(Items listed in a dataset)

----------

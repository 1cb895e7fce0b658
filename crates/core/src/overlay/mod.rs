//! Dual type overlay and layer styling.

/// Overlay state machine.
pub mod compositor;
/// Typed style descriptors.
pub mod style;

pub use compositor::{
    apply_layer_style, OverlayCompositor, OverlayLayer, OverlayOutcome, OverlayState, OVERLAY_ID,
};
pub use style::{Background, LayerStyle, MaskChoice, MaskStyle, ZLayer, DEFAULT_MASK, DIAGONAL_CLIP};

----------

__Task to carry out__. Your reply should repeat the entries above in full, with every character intact.

__Final answer__.
repository 1cb895e7fce0b658
filename crates/core/src/overlay/mod.rs
//! Dual type overlay and layer styling.

/// Overlay state machine.
pub mod compositor;
/// Typed style descriptors.
pub mod style;

pub use compositor::{
    apply_layer_style, OverlayCompositor, OverlayLayer, OverlayOutcome, OverlayState, OVERLAY_ID,
};
pub use style::{Background, LayerStyle, MaskChoice, MaskStyle, ZLayer, DEFAULT_MASK, DIAGONAL_CLIP};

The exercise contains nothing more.